Opinión
La alegría de vivir
Tanto Picasso como Matisse titularon de esta manera sendos cuadros que son ya míticos. Carmen Alborch dejó escrito un ensayo también bajo ese nombre: la alegría de vivir... y yo añadiría el esplendor de la belleza y la gloria de la acción, tres ingredientes que no faltaron a lo largo de su existencia: su pelo ígneo, sus pómulos resplandecientes y su sonrisa eterna por un lado; sus magníficas actuaciones públicas que no desmerecieron las de su antecesor frente al Ministerio de Cultura, Jordi Solé Tura (en mi casa de Iria Flavia le decía a la Reina el día que inauguramos la Fundación Camilo José Cela «señora, lo mío es como un slogan: ministro de Cultura Jordi Solé Tura» durante un almuerzo en cuya mesa la mitad de los comensales se han ido ya, el propio Jordi, Sabino y Camilo José.
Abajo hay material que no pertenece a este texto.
pub mod converter;
pub mod error;
pub mod geodesy;
pub mod gpx_types;
pub mod interpolate;
pub mod kinematics;
pub mod metrics;
pub mod nearby;
pub mod options;
pub mod parser;
pub mod playback;
pub mod preview;
pub mod session;
pub mod store;
#[cfg(target_arch = "wasm32")]
pub mod web;

use serde::Serialize;
use wasm_bindgen::prelude::*;

use crate::gpx_types::{EnrichedTrackPoint, Track};
use crate::nearby::Lake;
use crate::options::EngineOptions;
use crate::preview::{PreviewRequest, handle_preview_request, message_id};

pub use crate::error::Result;

/// Parse a GPX file into enriched track points (speed in mph, heading in
/// degrees), returned as a JS array.
#[wasm_bindgen(js_name = parseGpx)]
pub fn parse_gpx(gpx: &[u8]) -> std::result::Result<JsValue, JsValue> {
    console_error_panic_hook::set_once();

    let track = load_track(gpx)?;
    to_js(&*track)
}

/// Decimated `{lat, lon, ele}` points for a quick preview.
#[wasm_bindgen(js_name = previewGpx)]
pub fn preview_gpx(gpx: &[u8], options: JsValue) -> std::result::Result<JsValue, JsValue> {
    console_error_panic_hook::set_once();

    let opts = parse_options(options)?;
    let points = parser::parse_preview_points(gpx, opts.preview_stride)?;
    to_js(&points)
}

/// Body of the preview Web Worker: answers `{id, success, points | error}`
/// and never throws for bad GPX.
#[wasm_bindgen(js_name = previewWorkerHandle)]
pub fn preview_worker_handle(
    id: f64,
    gpx: Vec<u8>,
    options: JsValue,
) -> std::result::Result<JsValue, JsValue> {
    console_error_panic_hook::set_once();

    let id = message_id(id).ok_or_else(|| {
        JsValue::from_str(&format!("invalid preview message id: {id}"))
    })?;
    let opts = parse_options(options)?;
    let request = PreviewRequest { id, bytes: gpx };
    to_js(&handle_preview_request(&request, opts.preview_stride))
}

/// `{lat, lon, heading}` at `progress` along `points`, or `null` for an
/// empty track.
#[wasm_bindgen(js_name = interpolatePosition)]
pub fn interpolate_position(
    points: JsValue,
    progress: f64,
) -> std::result::Result<JsValue, JsValue> {
    let points: Vec<EnrichedTrackPoint> = from_js(points)?;
    to_js(&interpolate::interpolate(&points, progress))
}

/// `{distance, estimatedTime}` for a point array.
#[wasm_bindgen(js_name = routeSummary)]
pub fn route_summary(points: JsValue, options: JsValue) -> std::result::Result<JsValue, JsValue> {
    let opts = parse_options(options)?;
    let points: Vec<EnrichedTrackPoint> = from_js(points)?;
    to_js(&metrics::RouteSummary::of(&points, opts.reference_speed_mph))
}

/// Sort lakes by distance from the user, or list them all when the
/// location is unknown.
#[wasm_bindgen(js_name = rankLakes)]
pub fn rank_lakes(
    lakes: JsValue,
    lat: Option<f64>,
    lon: Option<f64>,
    radius_mi: f64,
) -> std::result::Result<JsValue, JsValue> {
    let lakes: Vec<Lake> = from_js(lakes)?;
    to_js(&nearby::rank_lakes(&lakes, lat.zip(lon), radius_mi))
}

/// Map overlays for a GPX file, returned as a GeoJSON JS object.
#[wasm_bindgen(js_name = trackOverlays)]
pub fn track_overlays(
    gpx: &[u8],
    progress: Option<f64>,
    options: JsValue,
) -> std::result::Result<JsValue, JsValue> {
    console_error_panic_hook::set_once();

    let opts = parse_options(options)?;
    let track = load_track(gpx)?;
    let fc = converter::to_overlay_collection(&track, progress, &opts);
    to_js(&fc)
}

/// Map overlays for a GPX file, returned as a GeoJSON string.
#[wasm_bindgen(js_name = trackOverlaysString)]
pub fn track_overlays_string(
    gpx: &[u8],
    progress: Option<f64>,
    options: JsValue,
) -> std::result::Result<String, JsValue> {
    console_error_panic_hook::set_once();

    let opts = parse_options(options)?;
    let track = load_track(gpx)?;
    let fc = converter::to_overlay_collection(&track, progress, &opts);
    serde_json::to_string(&fc).map_err(|e| JsValue::from_str(&e.to_string()))
}

/// Full-fidelity parse followed by kinematics.
pub fn load_track(gpx: &[u8]) -> Result<Track> {
    let raw = parser::parse_track_points(gpx)?;
    Ok(kinematics::enrich(&raw).into())
}

pub(crate) fn parse_options(options: JsValue) -> std::result::Result<EngineOptions, JsValue> {
    let opts = if options.is_undefined() || options.is_null() {
        EngineOptions::default()
    } else {
        serde_wasm_bindgen::from_value(options).map_err(|e| JsValue::from_str(&e.to_string()))?
    };
    Ok(opts.validate()?)
}

/// Plain JS objects and arrays rather than `Map`s.
pub(crate) fn to_js<T: Serialize + ?Sized>(value: &T) -> std::result::Result<JsValue, JsValue> {
    value
        .serialize(&serde_wasm_bindgen::Serializer::json_compatible())
        .map_err(|e| JsValue::from_str(&e.to_string()))
}

fn from_js<T: serde::de::DeserializeOwned>(value: JsValue) -> std::result::Result<T, JsValue> {
    serde_wasm_bindgen::from_value(value).map_err(|e| JsValue::from_str(&e.to_string()))
}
Ahora se ha ido también Carmen, ministra bajo cuyo mandato C.J. recibió el premio Cervantes, eso sí, siete años después de recibir el Nobel en Estocolmo, ya que tanto Javier Solana como Jorge Semprún aseguraron que mientras ellos tuvieran fuerza, Cela no recibiría el máximo galardón de las letras españolas. En fin, pequeños datos para la historia.
Pero volvamos a Carmen Alborch y a este mínimo homenaje que desde mi Cuartel Emocional me honro en tributarle. Ella era la defensa digna y creíble del feminismo que enriqueció con su presencia el último gobierno de González. Nada que ver con el ganado anodino, deshecho de tienta y de cuota que hoy habita el Consejo de Ministros. Carmen era tan estrafalaria en su vestimenta como carismática, culta y con buena pluma.
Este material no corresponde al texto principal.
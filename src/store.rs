use std::cell::RefCell;
use std::collections::HashMap;
use std::future::Future;
use std::rc::Rc;

use futures::FutureExt;
use futures::future::{self, LocalBoxFuture, Shared};
use serde::{Deserialize, Serialize};
use tracing::{debug, info, warn};

use crate::error::{Result, TrackError};
use crate::gpx_types::{LakeId, Track};
use crate::load_track;
use crate::options::EngineOptions;

/// A media row as returned by `GET /media?lakeId=..&type=..`.
#[derive(Debug, Clone, PartialEq, Serialize, Deserialize)]
#[serde(rename_all = "camelCase")]
pub struct MediaRecord {
    #[serde(default)]
    pub id: Option<i64>,
    pub url: String,
    #[serde(rename = "type")]
    pub media_type: String,
    pub name: String,
    #[serde(default)]
    pub lake_id: Option<LakeId>,
}

/// Body of `POST /media`.
#[derive(Debug, Clone, PartialEq, Serialize)]
#[serde(rename_all = "camelCase")]
pub struct NewMedia {
    pub url: String,
    #[serde(rename = "type")]
    pub media_type: String,
    pub name: String,
    pub lake_id: Option<LakeId>,
}

/// The lakes/media REST API as seen by the engine.
#[allow(async_fn_in_trait)]
pub trait MediaClient {
    async fn find_media(&self, lake_id: LakeId, media_type: &str) -> Result<Vec<MediaRecord>>;

    async fn fetch_bytes(&self, url: &str) -> Result<Vec<u8>>;

    async fn create_media(&self, media: &NewMedia) -> Result<MediaRecord>;
}

/// Object storage: takes a file, hands back its public URL.
#[allow(async_fn_in_trait)]
pub trait ObjectStore {
    async fn upload(&self, file_name: &str, media_type: &str, bytes: &[u8]) -> Result<String>;
}

/// MIME type for an uploaded file, falling back on the file extension.
pub fn media_type_for(file_name: &str, declared: &str) -> String {
    if !declared.is_empty() {
        return declared.to_string();
    }
    if file_name.to_ascii_lowercase().ends_with(".gpx") {
        "application/gpx+xml".to_string()
    } else {
        "application/octet-stream".to_string()
    }
}

type PendingTrack = Shared<LocalBoxFuture<'static, Option<Track>>>;
type PendingVideo = Shared<LocalBoxFuture<'static, Option<String>>>;

struct StoreInner<C> {
    client: C,
    gpx_media_type: String,
    video_media_type: String,
    tracks: RefCell<HashMap<LakeId, Track>>,
    videos: RefCell<HashMap<LakeId, String>>,
    pending_tracks: RefCell<HashMap<LakeId, PendingTrack>>,
    pending_videos: RefCell<HashMap<LakeId, PendingVideo>>,
}

/// Memoised per-lake tracks and companion video URLs.
///
/// At most one load per lake id is in flight: concurrent callers for the
/// same id share the pending load. Failures are logged and leave the id
/// unmapped. Nothing is evicted unless [`TrackStore::evict`] or
/// [`TrackStore::clear`] is called.
pub struct TrackStore<C> {
    inner: Rc<StoreInner<C>>,
}

impl<C> Clone for TrackStore<C> {
    fn clone(&self) -> Self {
        Self {
            inner: Rc::clone(&self.inner),
        }
    }
}

impl<C: MediaClient + 'static> TrackStore<C> {
    pub fn new(client: C, opts: &EngineOptions) -> Self {
        Self {
            inner: Rc::new(StoreInner {
                client,
                gpx_media_type: opts.gpx_media_type.clone(),
                video_media_type: opts.video_media_type.clone(),
                tracks: RefCell::default(),
                videos: RefCell::default(),
                pending_tracks: RefCell::default(),
                pending_videos: RefCell::default(),
            }),
        }
    }

    pub fn client(&self) -> &C {
        &self.inner.client
    }

    pub fn cached(&self, lake_id: LakeId) -> Option<Track> {
        self.inner.tracks.borrow().get(&lake_id).cloned()
    }

    pub fn cached_video(&self, lake_id: LakeId) -> Option<String> {
        self.inner.videos.borrow().get(&lake_id).cloned()
    }

    pub fn is_loading(&self, lake_id: LakeId) -> bool {
        self.inner.pending_tracks.borrow().contains_key(&lake_id)
    }

    pub fn evict(&self, lake_id: LakeId) {
        self.inner.tracks.borrow_mut().remove(&lake_id);
        self.inner.videos.borrow_mut().remove(&lake_id);
    }

    pub fn clear(&self) {
        self.inner.tracks.borrow_mut().clear();
        self.inner.videos.borrow_mut().clear();
    }

    /// The track for `lake_id`, fetching and parsing it on first use.
    ///
    /// Resolves to `None` when the track is unavailable for any reason.
    /// The id counts as loading from this call until the load settles.
    pub fn get_or_load(&self, lake_id: LakeId) -> impl Future<Output = Option<Track>> + 'static {
        if let Some(track) = self.cached(lake_id) {
            debug!(lake_id, "track cache hit");
            return future::ready(Some(track)).left_future();
        }

        let mut pending = self.inner.pending_tracks.borrow_mut();
        if let Some(load) = pending.get(&lake_id) {
            debug!(lake_id, "joining in-flight track load");
            return load.clone().right_future();
        }

        let inner = Rc::clone(&self.inner);
        let load = async move {
            let result = fetch_track(&inner.client, &inner.gpx_media_type, lake_id).await;
            inner.pending_tracks.borrow_mut().remove(&lake_id);
            match result {
                Ok(track) => {
                    info!(lake_id, points = track.len(), "track loaded");
                    inner.tracks.borrow_mut().insert(lake_id, Rc::clone(&track));
                    Some(track)
                }
                Err(e) => {
                    warn!(lake_id, error = %e, "track unavailable");
                    None
                }
            }
        }
        .boxed_local()
        .shared();

        pending.insert(lake_id, load.clone());
        load.right_future()
    }

    /// URL of the first companion video for `lake_id`, looked up once.
    /// An empty lookup is not remembered.
    pub fn video_url(&self, lake_id: LakeId) -> impl Future<Output = Option<String>> + 'static {
        if let Some(url) = self.cached_video(lake_id) {
            return future::ready(Some(url)).left_future();
        }

        let mut pending = self.inner.pending_videos.borrow_mut();
        if let Some(lookup) = pending.get(&lake_id) {
            return lookup.clone().right_future();
        }

        let inner = Rc::clone(&self.inner);
        let lookup = async move {
            let result = first_media_url(&inner.client, lake_id, &inner.video_media_type).await;
            inner.pending_videos.borrow_mut().remove(&lake_id);
            match result {
                Ok(url) => {
                    inner.videos.borrow_mut().insert(lake_id, url.clone());
                    Some(url)
                }
                Err(e) => {
                    debug!(lake_id, error = %e, "no companion video");
                    None
                }
            }
        }
        .boxed_local()
        .shared();

        pending.insert(lake_id, lookup.clone());
        lookup.right_future()
    }
}

async fn first_media_url<C: MediaClient>(
    client: &C,
    lake_id: LakeId,
    media_type: &str,
) -> Result<String> {
    let records = client.find_media(lake_id, media_type).await?;
    records
        .into_iter()
        .map(|record| record.url)
        .find(|url| !url.is_empty())
        .ok_or_else(|| TrackError::NoMedia {
            lake_id,
            media_type: media_type.to_string(),
        })
}

async fn fetch_track<C: MediaClient>(
    client: &C,
    gpx_media_type: &str,
    lake_id: LakeId,
) -> Result<Track> {
    let url = first_media_url(client, lake_id, gpx_media_type).await?;
    let bytes = client.fetch_bytes(&url).await?;
    load_track(&bytes)
}

/// A file picked for upload.
#[derive(Debug, Clone)]
pub struct UploadFile {
    pub name: String,
    pub declared_type: String,
    pub bytes: Vec<u8>,
}

/// Result of a successful upload; `track` is set for GPX files.
#[derive(Debug, Clone)]
pub struct UploadedMedia {
    pub record: MediaRecord,
    pub track: Option<Track>,
}

/// Upload a file, record its metadata and parse it when it is a GPX track.
pub async fn upload_file<C, S>(client: &C, storage: &S, file: &UploadFile) -> Result<UploadedMedia>
where
    C: MediaClient,
    S: ObjectStore,
{
    let media_type = media_type_for(&file.name, &file.declared_type);
    let url = storage.upload(&file.name, &media_type, &file.bytes).await?;
    info!(name = %file.name, %url, "uploaded");

    let record = client
        .create_media(&NewMedia {
            url,
            media_type,
            name: file.name.clone(),
            lake_id: None,
        })
        .await?;

    let track = if file.name.to_ascii_lowercase().ends_with(".gpx") {
        Some(load_track(&file.bytes)?)
    } else {
        None
    };

    Ok(UploadedMedia { record, track })
}

/// Upload files one after another. A file that fails is logged and skipped.
pub async fn upload_all<C, S>(client: &C, storage: &S, files: &[UploadFile]) -> Vec<UploadedMedia>
where
    C: MediaClient,
    S: ObjectStore,
{
    let mut uploaded = Vec::with_capacity(files.len());
    for file in files {
        match upload_file(client, storage, file).await {
            Ok(media) => uploaded.push(media),
            Err(e) => warn!(name = %file.name, error = %e, "upload failed"),
        }
    }
    uploaded
}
Pero hagamos un poquito de historia. En otro tiempo mi casa era punto de reunión de los periodistas de más raza en España: Pablo Sebastián, Raúl del Pozo, José Luis Gutiérrez (Guti), todos ellos borrachones, parranderos, jugadores y apasionados en sus discursos salían de discutir y debatir en aquella especie de bendita ágora a las tantas de la noche con mucho whisky en el cuerpo. Eran los años en que emergieron periódicos como «El Mundo», «Diario 16» –éste mucho antes–, y «El Independiente», que primero fue semanal y más tarde se hizo diario. A todos, a los cabezas de estos rotativos, los de la competencia los llamaron «los costaleros del Nobel» y también «el sindicato del crimen». Tiempos inolvidables, sin duda, sobre todo para mí que era una mocosa que apenas alcanzaba la treintena. Uno de los costaleros, Guti, tuvo un romance con Carmen Alborch, un romance secreto, nunca conseguimos que lo reconocieran. Ambos eran una fuerza de la naturaleza, eran como dos panteras de Java y por eso el apasionamiento de su relación fue salvaje. Cuando coincidían en un acto, el uno se alejaba del otro para mantener una clandestinidad de la que todos estábamos al cabo de la calle.
Muchos sentimos la desaparición de «Diario 16», donde yo fui columnista, pero la ruina lo devoró dejándonos a deber unos dineritos a varios de sus colaboradores, y el Guti echó balones fuera dejándonos con el IVA ya abonado debidamente a Hacienda.
Aquel «sindicato del crimen» se fue desvaneciendo, pero no los amores de la ministra y el periodista de voz potente, salida de la boca de su estómago, de su diafragma, pero la muerte se llevó al Guti hace seis años y ahora Carmen se reúne con él. Todo se diluye en la vida, hasta la vida misma. Por eso nos aplicamos aquello de que «el día que pasa no es más que un sueño y el futuro una visión. Mas si vives el presente harás del pasado un sueño de dicha y del futuro una visión de esperanza. Disponte, pues, a vivir el día que nace en el momento en que el alba te salude».